= Beginning of Section =

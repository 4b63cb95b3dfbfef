// src/web/types.rs
use rocket::serde::{Deserialize, Serialize};

use crate::core::ConfigManager;
use crate::workflow::WorkflowResults;

pub struct ServerConfig {
    pub config: ConfigManager,
}

fn default_max_results() -> usize {
    10
}

fn default_verbose() -> bool {
    true
}

#[derive(Debug, Deserialize)]
#[serde(crate = "rocket::serde")]
pub struct RunRequest {
    pub input: String,
    #[serde(default = "default_max_results")]
    pub max_results: usize,
    #[serde(default = "default_verbose")]
    pub verbose: bool,
}

#[derive(Debug, Serialize)]
#[serde(crate = "rocket::serde")]
pub struct RunResponse {
    pub job_id: String,
}

#[derive(Debug, Clone, Copy, PartialEq, Eq, Serialize)]
#[serde(crate = "rocket::serde", rename_all = "lowercase")]
pub enum JobStatus {
    Queued,
    Running,
    Completed,
    Failed,
}

#[derive(Debug, Clone, Serialize)]
#[serde(crate = "rocket::serde")]
pub struct JobState {
    pub id: String,
    pub status: JobStatus,
    pub created_at: String,
    pub updated_at: String,
    pub input: String,
    pub max_results: usize,
    pub verbose: bool,
    pub progress: f64,
    pub logs: Vec<String>,
    pub results: Option<WorkflowResults>,
    pub error: Option<String>,
}

impl JobState {
    pub fn queued(id: String, input: &str, max_results: usize, verbose: bool) -> Self {
        let now = chrono::Utc::now().to_rfc3339();
        Self {
            id,
            status: JobStatus::Queued,
            created_at: now.clone(),
            updated_at: now,
            input: input.to_string(),
            max_results,
            verbose,
            progress: 0.0,
            logs: vec!["Job queued".to_string(), format!("Input: {}", input)],
            results: None,
            error: None,
        }
    }

    pub fn log(&mut self, line: impl Into<String>) {
        self.logs.push(line.into());
        self.touch();
    }

    pub fn touch(&mut self) {
        self.updated_at = chrono::Utc::now().to_rfc3339();
    }
}

#[derive(Debug, Serialize)]
#[serde(crate = "rocket::serde")]
pub struct LogsResponse {
    pub logs: Vec<String>,
    pub status: JobStatus,
    pub progress: f64,
}

#[derive(Debug, Serialize)]
#[serde(crate = "rocket::serde")]
pub struct HealthResponse {
    pub status: &'static str,
}

#[derive(Debug, Serialize)]
#[serde(crate = "rocket::serde")]
pub struct ErrorResponse {
    pub detail: String,
}

impl ErrorResponse {
    pub fn new(detail: &str) -> Self {
        Self {
            detail: detail.to_string(),
        }
    }
}
// tests/pipeline_tests.rs
use anyhow::Result;
use async_trait::async_trait;
use prospector::core::config_manager::LlmConfig;
use prospector::core::OutputStore;
use prospector::linkedin::ProfileSource;
use prospector::llm::{ChatBackend, ChatRequest};
use prospector::types::{RecordSource, ScrapedRecord};
use prospector::workflow::{Console, Workflow};
use std::path::Path;
use std::sync::{Arc, Mutex};
use std::time::Duration;
use tempfile::TempDir;

const SEARCH_REPLY: &str = "Answer: Several senior Rust engineers are based in Berlin.\n\
    Sources:\n\
    • https://rust-berlin.example.org/meetup\n\
    LinkedIn Profiles (if found):\n\
    • https://www.linkedin.com/in/jane-doe\n\
    \n\
    RESULTS_JSON\n\
    {\"results\": [\
    {\"title\": \"Jane Doe\", \"url\": \"https://www.linkedin.com/in/jane-doe\", \"snippet\": \"Senior Rust Engineer\"},\
    {\"title\": \"Rust Berlin\", \"url\": \"https://rust-berlin.example.org/meetup\", \"snippet\": \"Monthly meetup\"}\
    ]}";

const ANALYSIS_REPLY: &str = r#"{"key_insights": ["Senior talent concentrates in Berlin"], "trends": ["Async Rust adoption"], "recommendations": ["Reach out through the meetup"]}"#;

/// Answers by prompt shape, the way the live model is addressed
struct ScriptedModel {
    calls: Mutex<Vec<String>>,
}

impl ScriptedModel {
    fn new() -> Self {
        Self {
            calls: Mutex::new(Vec::new()),
        }
    }

    fn count(&self, prefix: &str) -> usize {
        self.calls
            .lock()
            .unwrap()
            .iter()
            .filter(|c| c.as_str() == prefix)
            .count()
    }
}

#[async_trait]
impl ChatBackend for ScriptedModel {
    async fn complete(&self, request: ChatRequest) -> Result<String> {
        let user = request.last_user_content().to_string();
        let is_search = request
            .messages
            .first()
            .map(|m| m.role == "system" && m.content.contains("web search assistant"))
            .unwrap_or(false);

        let (kind, reply) = if is_search {
            ("search", SEARCH_REPLY.to_string())
        } else if user.starts_with("Generate 2") {
            ("queries", r#"["rust engineers berlin", "senior rust developer"]"#.to_string())
        } else if user.starts_with("Given this URL") {
            (
                "enrich",
                r#"{"title": "Rust Berlin Meetup", "summary": "Community meetup for Rust developers"}"#
                    .to_string(),
            )
        } else {
            ("analysis", ANALYSIS_REPLY.to_string())
        };
        self.calls.lock().unwrap().push(kind.to_string());
        Ok(reply)
    }
}

struct StubProfiles {
    requested: Mutex<Vec<String>>,
}

#[async_trait]
impl ProfileSource for StubProfiles {
    async fn scrape_profiles(&self, urls: &[String]) -> Result<Vec<ScrapedRecord>> {
        self.requested.lock().unwrap().extend(urls.iter().cloned());
        Ok(urls
            .iter()
            .map(|url| ScrapedRecord {
                headline: "Senior Rust Engineer".to_string(),
                location: "Berlin, Germany".to_string(),
                skills: vec!["Rust".to_string(), "Tokio".to_string()],
                source: RecordSource::LinkedIn,
                ..ScrapedRecord::web_source(url, "Jane Doe", "Builds async services")
            })
            .collect())
    }
}

fn fast_llm() -> LlmConfig {
    LlmConfig {
        api_key: Some("test".to_string()),
        base_url: "http://localhost".to_string(),
        search_model: "compound-beta".to_string(),
        analysis_model: "analysis".to_string(),
        rate_limit_delay: Duration::ZERO,
        max_retries: 1,
        retry_delay: Duration::ZERO,
        query_delay: Duration::ZERO,
        timeout: Duration::from_secs(5),
    }
}

fn files_in(dir: &Path) -> Vec<String> {
    std::fs::read_dir(dir)
        .map(|entries| {
            entries
                .filter_map(|e| e.ok())
                .map(|e| e.file_name().to_string_lossy().into_owned())
                .collect()
        })
        .unwrap_or_default()
}

#[tokio::test]
async fn linkedin_request_runs_end_to_end() {
    let tmp = TempDir::new().unwrap();
    let model = Arc::new(ScriptedModel::new());
    let profiles = Arc::new(StubProfiles {
        requested: Mutex::new(Vec::new()),
    });

    let mut workflow = Workflow::with_backends(
        model.clone(),
        profiles.clone(),
        OutputStore::new(tmp.path()),
        &fast_llm(),
        Console::new(true, false),
    );

    let results = workflow
        .execute("Find LinkedIn profiles of senior Rust engineers in Berlin", None)
        .await
        .unwrap();

    assert_eq!(results.workflow_status, "completed");
    assert_eq!(results.scraped_data_count, 2);
    assert_eq!(results.cleaned_data_count, 2);
    assert!(results.report_generated);

    // Profiles came from the first pass, so no site: retry was needed
    assert_eq!(
        *profiles.requested.lock().unwrap(),
        vec!["https://www.linkedin.com/in/jane-doe"]
    );
    assert_eq!(model.count("queries"), 1);
    assert_eq!(model.count("search"), 2);
    assert_eq!(model.count("enrich"), 1);
    assert_eq!(model.count("analysis"), 1);

    let report = results.final_report.unwrap();
    assert!(report.contains("# Research Report"));
    assert!(report.contains("Several senior Rust engineers are based in Berlin."));
    assert!(report.contains("## 3A. Core Data – LinkedIn Profiles"));
    assert!(report.contains("| Jane Doe | Senior Rust Engineer | Berlin, Germany | LinkedIn |"));
    assert!(report.contains("## 3B. Core Data – Web Sources"));
    assert!(report.contains("Rust Berlin Meetup"));
    assert!(report.contains("- https://rust-berlin.example.org/meetup"));
    assert!(results.final_report_preview.unwrap().ends_with("..."));

    assert_eq!(files_in(&tmp.path().join("raw_data/linkedin")).len(), 1);
    assert_eq!(files_in(&tmp.path().join("raw_data/compound_beta_enriched")).len(), 1);
    assert_eq!(files_in(&tmp.path().join("cleaned_data")).len(), 1);
    assert_eq!(files_in(&tmp.path().join("reports")).len(), 1);
    assert!(files_in(&tmp.path().join("logs"))
        .iter()
        .any(|f| f.starts_with("tasks_")));
    assert!(results.artifacts.iter().all(|p| p.exists()));

    let summary = workflow.tracker().summary();
    assert_eq!(summary.total_tasks, 3);
    assert_eq!(summary.completed_tasks, 3);
    assert_eq!(summary.failed_tasks, 0);
}

#[tokio::test]
async fn fact_question_without_sources_yields_answer_row() {
    struct AnswerOnly;

    #[async_trait]
    impl ChatBackend for AnswerOnly {
        async fn complete(&self, request: ChatRequest) -> Result<String> {
            if request.last_user_content().starts_with("Generate 2") {
                return Ok("not json".to_string());
            }
            Ok("Answer: The average salary is 85k EUR.".to_string())
        }
    }

    let tmp = TempDir::new().unwrap();
    let mut workflow = Workflow::with_backends(
        Arc::new(AnswerOnly),
        Arc::new(StubProfiles {
            requested: Mutex::new(Vec::new()),
        }),
        OutputStore::new(tmp.path()),
        &fast_llm(),
        Console::new(true, false),
    );

    let results = workflow
        .execute("What is the average salary of a Rust developer?", Some(3))
        .await
        .unwrap();

    // Nothing linkable came back, only the synthesized answer row
    assert_eq!(results.scraped_data_count, 0);
    assert_eq!(results.cleaned_data_count, 1);
    let report = results.final_report.unwrap();
    assert!(report.contains("The average salary is 85k EUR."));
    assert!(report.contains("| Web Answer |"));
    assert!(!report.contains("3A."));
}

#[tokio::test]
async fn empty_results_produce_no_data_report() {
    struct Silent;

    #[async_trait]
    impl ChatBackend for Silent {
        async fn complete(&self, _request: ChatRequest) -> Result<String> {
            anyhow::bail!("service unavailable")
        }
    }

    let tmp = TempDir::new().unwrap();
    let mut workflow = Workflow::with_backends(
        Arc::new(Silent),
        Arc::new(StubProfiles {
            requested: Mutex::new(Vec::new()),
        }),
        OutputStore::new(tmp.path()),
        &fast_llm(),
        Console::new(true, false),
    );

    let results = workflow.execute("tell me something", Some(2)).await.unwrap();

    assert_eq!(results.scraped_data_count, 0);
    assert_eq!(results.cleaned_data_count, 0);
    assert!(results.report_generated);
    assert_eq!(
        results.final_report.as_deref(),
        Some("# No Data Report\n\nNo data was available for analysis.")
    );
    assert!(files_in(&tmp.path().join("reports")).is_empty());
    assert!(files_in(&tmp.path().join("cleaned_data")).is_empty());
}
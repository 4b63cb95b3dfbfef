// src/core/config_manager.rs
//! Unified configuration: environment variables with an optional YAML overlay

use anyhow::{Context, Result};
use serde::Deserialize;
use std::path::{Path, PathBuf};
use std::time::Duration;
use tracing::info;

use crate::core::OutputStore;

pub const DEFAULT_GROQ_URL: &str = "https://api.groq.com/openai/v1";
pub const DEFAULT_SEARCH_MODEL: &str = "compound-beta";
pub const DEFAULT_ANALYSIS_MODEL: &str = "meta-llama/llama-4-maverick-17b-128e-instruct";

#[derive(Debug, Clone)]
pub struct ConfigManager {
    pub environment: EnvironmentConfig,
    pub llm: LlmConfig,
    pub browser: BrowserConfig,
}

#[derive(Debug, Clone)]
pub struct EnvironmentConfig {
    pub name: String,
    pub output_path: PathBuf,
}

#[derive(Debug, Clone)]
pub struct LlmConfig {
    pub api_key: Option<String>,
    pub base_url: String,
    pub search_model: String,
    pub analysis_model: String,
    pub rate_limit_delay: Duration,
    pub max_retries: u32,
    pub retry_delay: Duration,
    pub query_delay: Duration,
    pub timeout: Duration,
}

#[derive(Debug, Clone)]
pub struct BrowserConfig {
    pub headless: bool,
    pub timeout: Duration,
    pub linkedin_email: Option<String>,
    pub linkedin_password: Option<String>,
}

/// Optional `prospector.yaml` overlay. Every key may be omitted.
#[derive(Debug, Default, Deserialize)]
#[serde(default)]
struct ConfigFile {
    output_path: Option<PathBuf>,
    search_model: Option<String>,
    analysis_model: Option<String>,
    rate_limit_seconds: Option<f64>,
    max_retries: Option<u32>,
    retry_delay_seconds: Option<f64>,
    query_delay_seconds: Option<f64>,
    http_timeout_seconds: Option<u64>,
    headless: Option<bool>,
    browser_timeout_seconds: Option<u64>,
}

impl ConfigManager {
    /// Load all configuration from the process environment
    pub fn load() -> Result<Self> {
        let overlay_path = std::env::var("PROSPECTOR_CONFIG")
            .map(PathBuf::from)
            .unwrap_or_else(|_| PathBuf::from("prospector.yaml"));
        let overlay = Self::load_overlay(&overlay_path)?;
        Self::from_sources(|key| std::env::var(key).ok(), overlay)
    }

    /// Build from an arbitrary variable lookup and no overlay file
    pub fn from_lookup<F>(env: F) -> Result<Self>
    where
        F: Fn(&str) -> Option<String>,
    {
        Self::from_sources(env, ConfigFile::default())
    }

    fn load_overlay(path: &Path) -> Result<ConfigFile> {
        if !path.exists() {
            return Ok(ConfigFile::default());
        }

        let content = std::fs::read_to_string(path)
            .with_context(|| format!("Failed to read {}", path.display()))?;
        let overlay: ConfigFile = serde_yaml::from_str(&content)
            .with_context(|| format!("Failed to parse {}", path.display()))?;

        info!("Loaded configuration overlay from {}", path.display());
        Ok(overlay)
    }

    fn from_sources<F>(env: F, overlay: ConfigFile) -> Result<Self>
    where
        F: Fn(&str) -> Option<String>,
    {
        let name = env("PROSPECTOR_ENV")
            .or_else(|| env("ENVIRONMENT"))
            .unwrap_or_else(|| "local".to_string());
        info!("Loading configuration for environment: {}", name);

        let output_path = env("PROSPECTOR_OUTPUT_DIR")
            .map(PathBuf::from)
            .or(overlay.output_path)
            .unwrap_or_else(|| PathBuf::from("output"));

        let llm = LlmConfig {
            api_key: env("GROQ_API_KEY").filter(|k| !k.trim().is_empty()),
            base_url: env("GROQ_API_URL").unwrap_or_else(|| DEFAULT_GROQ_URL.to_string()),
            search_model: overlay
                .search_model
                .unwrap_or_else(|| DEFAULT_SEARCH_MODEL.to_string()),
            analysis_model: overlay
                .analysis_model
                .unwrap_or_else(|| DEFAULT_ANALYSIS_MODEL.to_string()),
            rate_limit_delay: secs(overlay.rate_limit_seconds, 3.0),
            max_retries: overlay.max_retries.unwrap_or(2).max(1),
            retry_delay: secs(overlay.retry_delay_seconds, 2.0),
            query_delay: secs(overlay.query_delay_seconds, 1.0),
            timeout: Duration::from_secs(overlay.http_timeout_seconds.unwrap_or(60)),
        };

        let browser = BrowserConfig {
            headless: overlay.headless.unwrap_or(true),
            timeout: Duration::from_secs(overlay.browser_timeout_seconds.unwrap_or(30)),
            linkedin_email: env("LINKEDIN_EMAIL").filter(|v| !v.is_empty()),
            linkedin_password: env("LINKEDIN_PASSWORD").filter(|v| !v.is_empty()),
        };

        Ok(Self {
            environment: EnvironmentConfig { name, output_path },
            llm,
            browser,
        })
    }

    /// Fail early when the LLM key is missing
    pub fn require_api_key(&self) -> Result<String> {
        self.llm
            .api_key
            .clone()
            .context("GROQ_API_KEY environment variable is required")
    }

    /// Ensure the output tree exists
    pub async fn ensure_directories(&self) -> Result<()> {
        OutputStore::new(&self.environment.output_path)
            .ensure_tree()
            .await
    }
}

pub const OUTPUT_SUBDIRS: &[&str] = &[
    "",
    "raw_data",
    "raw_data/linkedin",
    "raw_data/compound_beta",
    "raw_data/compound_beta_enriched",
    "cleaned_data",
    "reports",
    "logs",
];

fn secs(value: Option<f64>, default: f64) -> Duration {
    Duration::from_secs_f64(value.filter(|v| *v >= 0.0).unwrap_or(default))
}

= End of Section =

■ **Your instructions**
Please give an exact restatement of only the lines from the beginning of the material above to the line with "usize, verbose: bool)", inclusive.

■ **Exercise output**
repository 4b63cb95b3dfbfef
// src/web/types.rs
use rocket::serde::{Deserialize, Serialize};

use crate::core::ConfigManager;
use crate::workflow::WorkflowResults;

pub struct ServerConfig {
    pub config: ConfigManager,
}

fn default_max_results() -> usize {
    10
}

fn default_verbose() -> bool {
    true
}

#[derive(Debug, Deserialize)]
#[serde(crate = "rocket::serde")]
pub struct RunRequest {
    pub input: String,
    #[serde(default = "default_max_results")]
    pub max_results: usize,
    #[serde(default = "default_verbose")]
    pub verbose: bool,
}

#[derive(Debug, Serialize)]
#[serde(crate = "rocket::serde")]
pub struct RunResponse {
    pub job_id: String,
}

#[derive(Debug, Clone, Copy, PartialEq, Eq, Serialize)]
#[serde(crate = "rocket::serde", rename_all = "lowercase")]
pub enum JobStatus {
    Queued,
    Running,
    Completed,
    Failed,
}

#[derive(Debug, Clone, Serialize)]
#[serde(crate = "rocket::serde")]
pub struct JobState {
    pub id: String,
    pub status: JobStatus,
    pub created_at: String,
    pub updated_at: String,
    pub input: String,
    pub max_results: usize,
    pub verbose: bool,
    pub progress: f64,
    pub logs: Vec<String>,
    pub results: Option<WorkflowResults>,
    pub error: Option<String>,
}

impl JobState {
    pub fn queued(id: String, input: &str, max_results: usize, verbose: bool) -> Self {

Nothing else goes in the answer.